Multi-Agent Based Automation of Lightweight Brake Rotor Material Development

Developing a lighter, more durable brake rotor requires navigating a complex trade-off between thermal dissipation, structural integrity, and wear resistance. Traditional R&D cycles are slow and expensive, involving sequential lab tests and manual data synthesis. This custom automation workflow replaces that linear bottleneck with a coordinated, agentic system that runs parallel thermal, structural, and tribological simulations, automatically ranking composite and alloy candidates against multi-physics constraints to compress development timelines by 60-80%.

Implementation integrates with engineering platforms like ANSYS or COMSOL via API, managed by an orchestrator (e.g., LangGraph). Each specialized agent handles a physics domain, ingesting CAD and boundary conditions from a PLM system. The workflow includes approval gates for candidate shortlisting and automated reporting to a system of record. This architecture provides the control and auditability needed for safety-critical automotive components while delivering the operational upside of faster, higher-confidence material selection.

This workflow automates the high-fidelity, multi-physics simulation pipeline that traditionally bottlenecks automotive R&D. By orchestrating specialized agents for thermal analysis, stress simulation, and wear modeling, it eliminates weeks of manual job setup, data transfer, and result synthesis between tools like ANSYS, Abaqus, and proprietary material databases. The operational upside comes from compressing design cycles, reducing costly physical prototyping, and enabling the exploration of a wider design space for weight and performance trade-offs, directly improving vehicle efficiency and safety margins.

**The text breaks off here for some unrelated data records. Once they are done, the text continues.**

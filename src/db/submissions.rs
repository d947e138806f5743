//! MongoDB-backed submission store
//!
//! The uniqueness indexes declared by the schemas are the serialization
//! points for concurrent submissions; no application-level locking sits on
//! top of them. Queue order rides the ascending `queued_at` index that also
//! carries the TTL expiry.

use async_trait::async_trait;
use bson::doc;
use chrono::{DateTime, NaiveDate, Utc};
use futures_util::StreamExt;
use mongodb::options::ReturnDocument;
use tracing::error;

use crate::db::mongo::{classify_mongo_error, MongoClient, MongoCollection};
use crate::db::schemas::{
    QueuedSubmissionDoc, SubmissionDoc, QUEUED_COLLECTION, SUBMISSION_COLLECTION,
};
use crate::store::{NewSubmission, QueuedSubmission, Submission, SubmissionStore};
use crate::types::Result;

/// Durable store over MongoDB collections
pub struct MongoSubmissionStore {
    submissions: MongoCollection<SubmissionDoc>,
    queued: MongoCollection<QueuedSubmissionDoc>,
}

impl MongoSubmissionStore {
    /// Open both collections, applying their indexes.
    pub async fn new(client: &MongoClient) -> Result<Self> {
        Ok(Self {
            submissions: client.collection(SUBMISSION_COLLECTION).await?,
            queued: client.collection(QUEUED_COLLECTION).await?,
        })
    }
}

#[async_trait]
impl SubmissionStore for MongoSubmissionStore {
    async fn insert(&self, submission: NewSubmission) -> Result<Submission> {
        let mut doc = SubmissionDoc::from_new(&submission);
        let id = self.submissions.insert_one(doc.clone()).await?;
        doc._id = Some(id);
        doc.into_submission()
    }

    async fn find_by_identity(&self, identity_token: &str) -> Result<Option<Submission>> {
        self.submissions
            .find_one(doc! { "identity_token": identity_token })
            .await?
            .map(SubmissionDoc::into_submission)
            .transpose()
    }

    async fn update_prediction(
        &self,
        identity_token: &str,
        predicted_date: NaiveDate,
        weight: f64,
        network_fingerprint: Option<&str>,
    ) -> Result<Option<Submission>> {
        let mut set = doc! {
            "predicted_date": predicted_date.format("%Y-%m-%d").to_string(),
            "weight": weight,
            "metadata.updated_at": bson::DateTime::now(),
        };
        if let Some(fingerprint) = network_fingerprint {
            set.insert("network_fingerprint", fingerprint);
        }

        let previous = self
            .submissions
            .inner()
            .find_one_and_update(
                doc! {
                    "identity_token": identity_token,
                    "metadata.is_deleted": { "$ne": true },
                },
                doc! { "$set": set },
            )
            .return_document(ReturnDocument::Before)
            .await
            .map_err(|e| classify_mongo_error("submission update", e))?;

        previous.map(SubmissionDoc::into_submission).transpose()
    }

    async fn samples(&self) -> Result<Vec<(NaiveDate, f64)>> {
        let docs = self.submissions.find_many(doc! {}).await?;
        let mut samples = Vec::with_capacity(docs.len());
        for doc in docs {
            let submission = doc.into_submission()?;
            samples.push((submission.predicted_date, submission.weight));
        }
        Ok(samples)
    }

    async fn count(&self) -> Result<u64> {
        self.submissions
            .inner()
            .count_documents(doc! { "metadata.is_deleted": { "$ne": true } })
            .await
            .map_err(|e| classify_mongo_error("submission count", e))
    }

    async fn enqueue(&self, item: QueuedSubmission) -> Result<u64> {
        self.queued
            .insert_one(QueuedSubmissionDoc::from_queued(&item))
            .await?;
        // The new item is the newest, so the queue length is its position
        self.queue_depth().await
    }

    async fn dequeue_batch(
        &self,
        limit: usize,
        cutoff: DateTime<Utc>,
    ) -> Result<(Vec<QueuedSubmission>, u64)> {
        let cursor = self
            .queued
            .inner()
            .find(doc! {})
            .sort(doc! { "queued_at": 1 })
            .limit(limit as i64)
            .await
            .map_err(|e| classify_mongo_error("queue scan", e))?;

        let docs: Vec<QueuedSubmissionDoc> = cursor
            .filter_map(|doc| async {
                match doc {
                    Ok(d) => Some(d),
                    Err(e) => {
                        error!("Error reading queued document: {}", e);
                        None
                    }
                }
            })
            .collect()
            .await;

        let mut items = Vec::new();
        let mut discarded = 0u64;
        for doc in docs {
            if let Some(id) = doc._id {
                self.queued
                    .inner()
                    .delete_one(doc! { "_id": id })
                    .await
                    .map_err(|e| classify_mongo_error("queue delete", e))?;
            }
            if doc.queued_at_utc() < cutoff {
                discarded += 1;
                continue;
            }
            items.push(doc.into_queued()?);
        }

        Ok((items, discarded))
    }

    async fn queue_depth(&self) -> Result<u64> {
        self.queued
            .inner()
            .count_documents(doc! {})
            .await
            .map_err(|e| classify_mongo_error("queue count", e))
    }
}
//! Weighted median over (date, weight) samples
//!
//! The community estimate is a weighted order statistic, not a mean: the
//! answer is always one of the submitted dates, never an interpolation.

use chrono::NaiveDate;

/// Return the date at which cumulative weight first reaches half the total.
///
/// Samples are sorted ascending by date, then walked accumulating weight
/// until the running sum crosses the 50% threshold. Empty input yields
/// `None`. If the total weight has collapsed to zero (only possible when
/// the weight function misbehaved upstream) the unweighted median of the
/// sorted dates is used as a safety net.
pub fn weighted_median(samples: &[(NaiveDate, f64)]) -> Option<NaiveDate> {
    if samples.is_empty() {
        return None;
    }

    let mut sorted: Vec<(NaiveDate, f64)> = samples.to_vec();
    sorted.sort_by_key(|(date, _)| *date);

    let total: f64 = sorted.iter().map(|(_, w)| w).sum();
    if total <= f64::EPSILON {
        // Safety net: unweighted median, lower middle on even counts so the
        // result is still one of the inputs
        return Some(sorted[(sorted.len() - 1) / 2].0);
    }

    let half = total / 2.0;
    let mut running = 0.0;
    for (date, w) in &sorted {
        running += w;
        if running >= half {
            return Some(*date);
        }
    }

    // Float round-off can leave the sum epsilon short of half; the last
    // element is the crossing point by construction
    sorted.last().map(|(date, _)| *date)
}

/// Earliest and latest dates in the sample set
pub fn date_bounds(samples: &[(NaiveDate, f64)]) -> Option<(NaiveDate, NaiveDate)> {
    let min = samples.iter().map(|(d, _)| *d).min()?;
    let max = samples.iter().map(|(d, _)| *d).max()?;
    Some((min, max))
}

Implementation integrates the orchestrator with HPC job schedulers (e.g., Slurm), simulation software APIs, and a centralized data lake. Controls are critical: each agent validates input quality, monitors simulation convergence, and flags exceptions for engineer review. The system includes approval gates before final material recommendations and comprehensive observability dashboards to track simulation cost, performance against targets, and agent decision rationale, ensuring governance and traceability for safety-critical component development.

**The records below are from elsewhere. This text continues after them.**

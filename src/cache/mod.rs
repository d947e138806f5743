//! Shared TTL cache store
//!
//! Backs the cache-aside statistics layer, the daily request counter, and
//! the once-per-day alert flags.

mod store;

pub use store::{spawn_cache_cleanup_task, CacheStoreStats, TtlCache};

Phase 1 establishes the core orchestration and data foundation. We deploy a central LangGraph orchestrator integrated with your PLM (e.g., Teamcenter) and simulation management systems. Specialized agents for thermal analysis (e.g., ANSYS Thermal) and structural FEA are implemented first, automating job submission to your HPC cluster and basic result ingestion into a centralized data lake. This initial 8-week sprint delivers the first ROI by eliminating manual job setup and data collation for single-physics studies, reducing per-simulation engineer effort by 70%.

Phase 2 expands capability with a wear simulation agent and introduces a formal phase-gate review controlled by your material engineers. Phase 3 integrates the multi-objective optimization agent, which queries the data lake to run trade-off analyses on weight, thermal dissipation, and wear resistance. Each phase includes robust monitoring for simulation convergence failures and exception routing. This staged approach de-risks the build, ensures early value capture, and aligns technical delivery with your team's capacity to adopt new AI-driven operating procedures.

Autonomous simulation introduces operational risk if unvalidated agents directly control HPC resources or finalize material designs. A staged governance architecture mitigates this by enforcing review gates and performance monitoring. Initial phases restrict agents to generating simulation inputs and post-processing results, with all job submissions and design recommendations routed through a human-in-the-loop orchestrator. This approach allows engineering teams to validate agent logic and output quality on non-critical projects, building confidence while maintaining full auditability and control over the simulation pipeline.

Implementation begins by integrating the orchestrator with existing PLM (e.g., Teamcenter, Windchill) and HPC schedulers (Slurm, Kubernetes). The governance engine defines agent permissions, approval thresholds, and escalation paths based on simulation complexity and risk scores. Observability dashboards track agent decision rationale, simulation convergence rates, and result deviations from historical benchmarks. This controlled deployment allows for incremental automation, starting with low-risk parameter sweeps and advancing to full multi-physics optimization only after rigorous validation, ensuring the system enhances—rather than disrupts—critical R&D workflows.